Grâce à Léon de Smet, elle expose à la Galerie Louis Manteau à Bruxelles en 1924.
Et,
selon un article : « Depuis 1923, elle exposait de temps à autre des
lithographies avec les Senefeld Club aux Leicester Galleries. En même
temps elle exposait à la Société des Graveurs anglais des gravures sur bois et
des pointes sèches. En 1925, elle organisait une exposition intitulée "Quelques
Artistes britanniques d'aujourd'hui" à la Galerie Lefèvre, de Londres, qui
représentait alors, comme aujourd'hui, les tendances les plus avancées de la
peinture et de la sculpture en Angleterre. » (Anonyme, Cahier d’Art,
1-4, 1er janvier 1934, p.123-124).
Dans
cette scène un peu plus tardive, qui se déroule au Prince's Theatre de Bristol
où le ténor Richard Tauber est en pleine répétition, sous la direction d’Eugene
Goossens, il semble que son style a déjà un peu évolué sous l’influence du
cubisme qu’elle a découvert à Paris.
Ce
n’est qu’en 1926 qu’elle s’installe vraiment à Paris, en partie pour fuir Léon
de Smet dont elle trouve la « persévérance amoureuse » un peu envahissante.

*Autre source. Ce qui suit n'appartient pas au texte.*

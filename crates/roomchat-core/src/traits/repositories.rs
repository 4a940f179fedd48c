//! Repository traits (ports) - define the interface for data access
//!
//! The domain layer defines what it needs, and the infrastructure layer
//! provides the implementation (Postgres or in-memory).

use async_trait::async_trait;

use crate::entities::{Identity, Message, Room};
use crate::error::DomainError;
use crate::value_objects::Snowflake;

/// Result type for repository operations
pub type RepoResult<T> = Result<T, DomainError>;

// ============================================================================
// Identity Repository
// ============================================================================

/// Read model of the account collaborator's identities
#[async_trait]
pub trait IdentityRepository: Send + Sync {
    /// Find identity by ID
    async fn find_by_id(&self, id: Snowflake) -> RepoResult<Option<Identity>>;

    /// Find several identities; unknown ids are skipped
    async fn find_by_ids(&self, ids: &[Snowflake]) -> RepoResult<Vec<Identity>>;

    /// Insert or refresh an identity record
    async fn upsert(&self, identity: &Identity) -> RepoResult<()>;
}

// ============================================================================
// Room Repository
// ============================================================================

#[async_trait]
pub trait RoomRepository: Send + Sync {
    /// Find room by ID
    async fn find_by_id(&self, id: Snowflake) -> RepoResult<Option<Room>>;

    /// Find room by its unique name
    async fn find_by_name(&self, name: &str) -> RepoResult<Option<Room>>;

    /// Insert a room and its creator as first participant.
    ///
    /// Fails with `RoomNameTaken` if the name exists.
    async fn create(&self, room: &Room) -> RepoResult<()>;

    /// Insert a room (and its creator as participant) unless one with the same
    /// name exists, then return the stored row.
    ///
    /// Concurrent callers with the same name all receive the same room.
    async fn get_or_create(&self, room: &Room) -> RepoResult<Room>;

    /// Delete a room with its participant rows; returns `false` when absent
    async fn delete(&self, id: Snowflake) -> RepoResult<bool>;

    /// Add a participant; returns `false` when already present
    async fn add_participant(&self, room_id: Snowflake, identity_id: Snowflake) -> RepoResult<bool>;

    /// Remove a participant; returns `false` when not present
    async fn remove_participant(&self, room_id: Snowflake, identity_id: Snowflake)
        -> RepoResult<bool>;

    /// Check participant membership
    async fn is_participant(&self, room_id: Snowflake, identity_id: Snowflake) -> RepoResult<bool>;

    /// Participant ids in join order
    async fn list_participants(&self, room_id: Snowflake) -> RepoResult<Vec<Snowflake>>;

    /// Rooms an identity participates in, newest first
    async fn list_for_participant(&self, identity_id: Snowflake) -> RepoResult<Vec<Room>>;
}

// ============================================================================
// Message Repository
// ============================================================================

#[async_trait]
pub trait MessageRepository: Send + Sync {
    /// Durably store a message
    async fn append(&self, message: &Message) -> RepoResult<()>;

    /// All messages of a room, ascending by `(created_at, id)`
    async fn list_by_room(&self, room_id: Snowflake) -> RepoResult<Vec<Message>>;

    /// Orphan every message of a room, keeping the rows with no room.
    /// Returns the number of messages detached.
    async fn detach_room(&self, room_id: Snowflake) -> RepoResult<u64>;
}
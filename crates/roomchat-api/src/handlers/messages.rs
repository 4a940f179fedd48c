//! Message history handler

use axum::{
    extract::{Path, State},
    Json,
};
use roomchat_service::dto::MessageResponse;
use roomchat_service::MessageStore;

use crate::extractors::AuthUser;
use crate::response::ApiResult;
use crate::state::AppState;

/// Messages of a room, oldest first
///
/// GET /api/messages/{room_name}
pub async fn get_history(
    State(state): State<AppState>,
    auth: AuthUser,
    Path(room_name): Path<String>,
) -> ApiResult<Json<Vec<MessageResponse>>> {
    let store = MessageStore::new(state.service_context());
    Ok(Json(store.history(&room_name, &auth.identity).await?))
}
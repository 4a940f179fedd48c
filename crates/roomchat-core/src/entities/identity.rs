//! Identity entity - an authenticated participant reference
//!
//! Identities are owned by the account collaborator; this subsystem only reads them.

use std::fmt;
use std::str::FromStr;

use serde::{Deserialize, Serialize};

use crate::value_objects::Snowflake;

/// Account role, informational for chat purposes
#[derive(Debug, Clone, Copy, PartialEq, Eq, Hash, Default, Serialize, Deserialize)]
#[serde(rename_all = "lowercase")]
pub enum Role {
    Viewer,
    #[default]
    Client,
    Admin,
}

impl Role {
    /// Stable lowercase name used in storage and tokens
    pub const fn as_str(&self) -> &'static str {
        match self {
            Self::Viewer => "viewer",
            Self::Client => "client",
            Self::Admin => "admin",
        }
    }
}

impl fmt::Display for Role {
    fn fmt(&self, f: &mut fmt::Formatter<'_>) -> fmt::Result {
        f.write_str(self.as_str())
    }
}

impl FromStr for Role {
    type Err = String;

    fn from_str(s: &str) -> Result<Self, Self::Err> {
        match s {
            "viewer" => Ok(Self::Viewer),
            "client" => Ok(Self::Client),
            "admin" => Ok(Self::Admin),
            other => Err(format!("unknown role: {other}")),
        }
    }
}

/// An authenticated participant; immutable for the lifetime of a connection
#[derive(Debug, Clone, PartialEq, Eq, Serialize, Deserialize)]
pub struct Identity {
    pub id: Snowflake,
    pub username: String,
    pub role: Role,
}

impl Identity {
    pub fn new(id: impl Into<Snowflake>, username: impl Into<String>, role: Role) -> Self {
        Self {
            id: id.into(),
            username: username.into(),
            role,
        }
    }
}
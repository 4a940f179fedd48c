//! Repository implementations
//!
//! PostgreSQL implementations of the repository traits defined in roomchat-core.

mod error;
mod identity;
mod message;
mod room;

pub use identity::PgIdentityRepository;
pub use message::PgMessageRepository;
pub use room::PgRoomRepository;
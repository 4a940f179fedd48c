//! Service layer error type

use roomchat_common::AppError;
use roomchat_core::DomainError;
use thiserror::Error;

/// Why a directory, store, or administration call was refused
#[derive(Debug, Error)]
pub enum ServiceError {
    /// Domain rule violation or repository failure
    #[error(transparent)]
    Domain(#[from] DomainError),

    /// Caller may not act on the target
    #[error("Permission denied: {reason}")]
    PermissionDenied { reason: String },

    /// Input the operation needs is missing or unusable
    #[error("Validation error: {0}")]
    Validation(String),
}

impl ServiceError {
    pub fn permission_denied(reason: impl Into<String>) -> Self {
        Self::PermissionDenied {
            reason: reason.into(),
        }
    }

    pub fn validation(msg: impl Into<String>) -> Self {
        Self::Validation(msg.into())
    }

    /// HTTP status the REST surface answers with
    pub fn status_code(&self) -> u16 {
        match self {
            Self::Domain(e) => AppError::status_for_domain(e),
            Self::PermissionDenied { .. } => 403,
            Self::Validation(_) => 400,
        }
    }

    /// Machine-readable code for the error envelope
    pub fn error_code(&self) -> &str {
        match self {
            Self::Domain(e) => e.code(),
            Self::PermissionDenied { .. } => "FORBIDDEN",
            Self::Validation(_) => "VALIDATION_ERROR",
        }
    }

    /// Whether the caller lacks rights, as opposed to the target being absent or invalid
    pub fn is_forbidden(&self) -> bool {
        self.status_code() == 403
    }

    /// Whether the addressed resource does not exist
    pub fn is_not_found(&self) -> bool {
        self.status_code() == 404
    }
}

/// Result type for service operations
pub type ServiceResult<T> = Result<T, ServiceError>;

C’est alors qu’elle décide de prendre son nouveau nom d’artiste, « Paule
Vézelay », qu’elle signe sur ce dessin :
On trouve dans les articles plusieurs versions de sa motivation : un prénom androgyne bien adapté à la période de la garçonne, une admiration pour la basilique romane du même nom ou, plus simplement, l’envie de s’identifier aux membres de l’Ecole de Paris. Elle-même aurait expliqué son choix « pour des raisons purement esthétiques » car, comme elle l’a affirmé plus tard : « I never felt in the least bit French » (Je ne me suis jamais sentie française le moins du monde).
Ce
qui est certain, en revanche, c’est qu’elle participe au Salon d’Automne
l’année suivante puisque j’ai trouvé sa trace dans deux articles : Georges
Turpin évoque « Paule Vézelay,
amoureuse des harmonies grises et roses » (« Le Salon
d’automne », Revue littéraire, artistique, théâtrale et sportive, 1er
décembre 1927, p.12), tandis que Pierre Lahalle goûte « la franchise
de Paule Vézelay dans son jardin
du Luxembourg » (« Une visite au Salon
d’Automne », Mobilier et décoration, 1er décembre 1927, p.56)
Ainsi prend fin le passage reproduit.